*** SUPPLIED MATERIAL ***

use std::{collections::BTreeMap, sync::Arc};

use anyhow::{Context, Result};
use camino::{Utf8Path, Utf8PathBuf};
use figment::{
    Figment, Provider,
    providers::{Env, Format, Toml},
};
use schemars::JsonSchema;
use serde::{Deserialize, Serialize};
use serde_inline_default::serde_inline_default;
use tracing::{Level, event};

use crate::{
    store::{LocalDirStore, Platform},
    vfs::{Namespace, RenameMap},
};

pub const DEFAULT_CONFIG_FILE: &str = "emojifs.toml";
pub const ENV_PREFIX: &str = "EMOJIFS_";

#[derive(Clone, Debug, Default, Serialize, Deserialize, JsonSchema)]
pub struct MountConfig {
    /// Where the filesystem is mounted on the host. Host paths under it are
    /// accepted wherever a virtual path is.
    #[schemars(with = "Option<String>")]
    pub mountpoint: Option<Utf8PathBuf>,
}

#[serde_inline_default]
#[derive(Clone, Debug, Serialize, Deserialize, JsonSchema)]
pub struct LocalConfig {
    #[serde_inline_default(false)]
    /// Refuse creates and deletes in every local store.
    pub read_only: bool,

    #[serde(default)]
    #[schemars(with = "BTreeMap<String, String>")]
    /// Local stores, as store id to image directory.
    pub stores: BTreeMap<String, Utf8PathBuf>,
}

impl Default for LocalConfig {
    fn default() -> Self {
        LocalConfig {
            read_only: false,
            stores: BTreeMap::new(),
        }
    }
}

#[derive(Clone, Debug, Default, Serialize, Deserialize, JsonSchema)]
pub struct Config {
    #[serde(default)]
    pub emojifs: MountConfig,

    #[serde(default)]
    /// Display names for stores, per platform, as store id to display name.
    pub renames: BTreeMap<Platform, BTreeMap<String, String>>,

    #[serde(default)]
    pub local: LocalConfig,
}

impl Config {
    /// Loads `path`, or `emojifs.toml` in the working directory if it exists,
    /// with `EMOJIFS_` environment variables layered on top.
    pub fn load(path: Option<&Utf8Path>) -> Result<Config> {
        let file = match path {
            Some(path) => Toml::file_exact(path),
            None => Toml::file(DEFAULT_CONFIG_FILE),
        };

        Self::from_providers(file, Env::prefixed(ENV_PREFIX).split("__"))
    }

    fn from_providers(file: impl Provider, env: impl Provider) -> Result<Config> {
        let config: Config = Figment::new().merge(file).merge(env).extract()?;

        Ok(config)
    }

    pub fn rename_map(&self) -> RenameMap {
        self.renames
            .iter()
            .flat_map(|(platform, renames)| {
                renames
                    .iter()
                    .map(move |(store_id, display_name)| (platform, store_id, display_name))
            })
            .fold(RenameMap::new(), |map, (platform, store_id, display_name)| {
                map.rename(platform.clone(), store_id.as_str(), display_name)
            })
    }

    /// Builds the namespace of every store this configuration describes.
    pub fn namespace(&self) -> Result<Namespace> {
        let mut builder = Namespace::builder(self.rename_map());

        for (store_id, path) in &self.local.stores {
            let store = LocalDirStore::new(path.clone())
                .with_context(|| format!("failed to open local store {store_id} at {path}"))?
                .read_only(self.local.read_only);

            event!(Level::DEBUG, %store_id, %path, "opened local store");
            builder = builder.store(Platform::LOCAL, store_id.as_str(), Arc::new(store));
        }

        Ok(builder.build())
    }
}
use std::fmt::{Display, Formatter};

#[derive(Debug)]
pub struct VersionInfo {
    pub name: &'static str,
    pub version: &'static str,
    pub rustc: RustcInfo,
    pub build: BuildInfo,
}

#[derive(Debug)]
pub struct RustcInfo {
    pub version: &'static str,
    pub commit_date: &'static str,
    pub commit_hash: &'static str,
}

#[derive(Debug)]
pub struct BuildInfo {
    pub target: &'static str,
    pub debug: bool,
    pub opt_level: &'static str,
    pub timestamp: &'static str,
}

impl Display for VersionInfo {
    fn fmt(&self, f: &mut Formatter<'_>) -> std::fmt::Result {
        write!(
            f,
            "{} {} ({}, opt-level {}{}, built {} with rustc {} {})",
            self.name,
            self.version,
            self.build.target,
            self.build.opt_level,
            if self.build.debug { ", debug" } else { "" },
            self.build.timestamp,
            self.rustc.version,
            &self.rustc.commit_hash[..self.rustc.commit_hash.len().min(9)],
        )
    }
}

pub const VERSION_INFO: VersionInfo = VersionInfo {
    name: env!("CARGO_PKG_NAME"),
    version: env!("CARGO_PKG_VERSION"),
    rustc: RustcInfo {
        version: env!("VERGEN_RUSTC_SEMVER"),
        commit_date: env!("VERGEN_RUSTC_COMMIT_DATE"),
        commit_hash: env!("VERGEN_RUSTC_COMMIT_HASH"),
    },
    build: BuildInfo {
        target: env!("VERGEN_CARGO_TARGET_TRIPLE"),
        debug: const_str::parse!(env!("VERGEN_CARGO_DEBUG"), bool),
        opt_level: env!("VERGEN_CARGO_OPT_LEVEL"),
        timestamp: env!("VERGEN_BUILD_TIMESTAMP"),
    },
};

*** End of SUPPLIED MATERIAL ***

## WHAT YOU WILL DO:
Word for word, print the listing above once more.

## SOLUTION FOR THIS EXERCISE:
use std::{collections::BTreeMap, sync::Arc};

use anyhow::{Context, Result};
use camino::{Utf8Path, Utf8PathBuf};
use figment::{
    Figment, Provider,
    providers::{Env, Format, Toml},
};
use schemars::JsonSchema;
use serde::{Deserialize, Serialize};
use serde_inline_default::serde_inline_default;
use tracing::{Level, event};

use crate::{
    store::{LocalDirStore, Platform},
    vfs::{Namespace, RenameMap},
};

pub const DEFAULT_CONFIG_FILE: &str = "emojifs.toml";
pub const ENV_PREFIX: &str = "EMOJIFS_";

#[derive(Clone, Debug, Default, Serialize, Deserialize, JsonSchema)]
pub struct MountConfig {
    /// Where the filesystem is mounted on the host. Host paths under it are
    /// accepted wherever a virtual path is.
    #[schemars(with = "Option<String>")]
    pub mountpoint: Option<Utf8PathBuf>,
}

#[serde_inline_default]
#[derive(Clone, Debug, Serialize, Deserialize, JsonSchema)]
pub struct LocalConfig {
    #[serde_inline_default(false)]
    /// Refuse creates and deletes in every local store.
    pub read_only: bool,

    #[serde(default)]
    #[schemars(with = "BTreeMap<String, String>")]
    /// Local stores, as store id to image directory.
    pub stores: BTreeMap<String, Utf8PathBuf>,
}

impl Default for LocalConfig {
    fn default() -> Self {
        LocalConfig {
            read_only: false,
            stores: BTreeMap::new(),
        }
    }
}

#[derive(Clone, Debug, Default, Serialize, Deserialize, JsonSchema)]
pub struct Config {
    #[serde(default)]
    pub emojifs: MountConfig,

    #[serde(default)]
    /// Display names for stores, per platform, as store id to display name.
    pub renames: BTreeMap<Platform, BTreeMap<String, String>>,

    #[serde(default)]
    pub local: LocalConfig,
}

impl Config {
    /// Loads `path`, or `emojifs.toml` in the working directory if it exists,
    /// with `EMOJIFS_` environment variables layered on top.
    pub fn load(path: Option<&Utf8Path>) -> Result<Config> {
        let file = match path {
            Some(path) => Toml::file_exact(path),
            None => Toml::file(DEFAULT_CONFIG_FILE),
        };

        Self::from_providers(file, Env::prefixed(ENV_PREFIX).split("__"))
    }

    fn from_providers(file: impl Provider, env: impl Provider) -> Result<Config> {
        let config: Config = Figment::new().merge(file).merge(env).extract()?;

        Ok(config)
    }

    pub fn rename_map(&self) -> RenameMap {
        self.renames
            .iter()
            .flat_map(|(platform, renames)| {
                renames
                    .iter()
                    .map(move |(store_id, display_name)| (platform, store_id, display_name))
            })
            .fold(RenameMap::new(), |map, (platform, store_id, display_name)| {
                map.rename(platform.clone(), store_id.as_str(), display_name)
            })
    }

    /// Builds the namespace of every store this configuration describes.
    pub fn namespace(&self) -> Result<Namespace> {
        let mut builder = Namespace::builder(self.rename_map());

        for (store_id, path) in &self.local.stores {
            let store = LocalDirStore::new(path.clone())
                .with_context(|| format!("failed to open local store {store_id} at {path}"))?
                .read_only(self.local.read_only);

            event!(Level::DEBUG, %store_id, %path, "opened local store");
            builder = builder.store(Platform::LOCAL, store_id.as_str(), Arc::new(store));
        }

        Ok(builder.build())
    }
}
use std::fmt::{Display, Formatter};

#[derive(Debug)]
pub struct VersionInfo {
    pub name: &'static str,
    pub version: &'static str,
    pub rustc: RustcInfo,
    pub build: BuildInfo,
}

#[derive(Debug)]
pub struct RustcInfo {
    pub version: &'static str,
    pub commit_date: &'static str,
    pub commit_hash: &'static str,
}

#[derive(Debug)]
pub struct BuildInfo {
    pub target: &'static str,
    pub debug: bool,
    pub opt_level: &'static str,
    pub timestamp: &'static str,
}

impl Display for VersionInfo {
    fn fmt(&self, f: &mut Formatter<'_>) -> std::fmt::Result {
        write!(
            f,
            "{} {} ({}, opt-level {}{}, built {} with rustc {} {})",
            self.name,
            self.version,
            self.build.target,
            self.build.opt_level,
            if self.build.debug { ", debug" } else { "" },
            self.build.timestamp,
            self.rustc.version,
            &self.rustc.commit_hash[..self.rustc.commit_hash.len().min(9)],
        )
    }
}

pub const VERSION_INFO: VersionInfo = VersionInfo {
    name: env!("CARGO_PKG_NAME"),
    version: env!("CARGO_PKG_VERSION"),
    rustc: RustcInfo {
        version: env!("VERGEN_RUSTC_SEMVER"),
        commit_date: env!("VERGEN_RUSTC_COMMIT_DATE"),
        commit_hash: env!("VERGEN_RUSTC_COMMIT_HASH"),
    },
    build: BuildInfo {
        target: env!("VERGEN_CARGO_TARGET_TRIPLE"),
        debug: const_str::parse!(env!("VERGEN_CARGO_DEBUG"), bool),
        opt_level: env!("VERGEN_CARGO_OPT_LEVEL"),
        timestamp: env!("VERGEN_BUILD_TIMESTAMP"),
    },
};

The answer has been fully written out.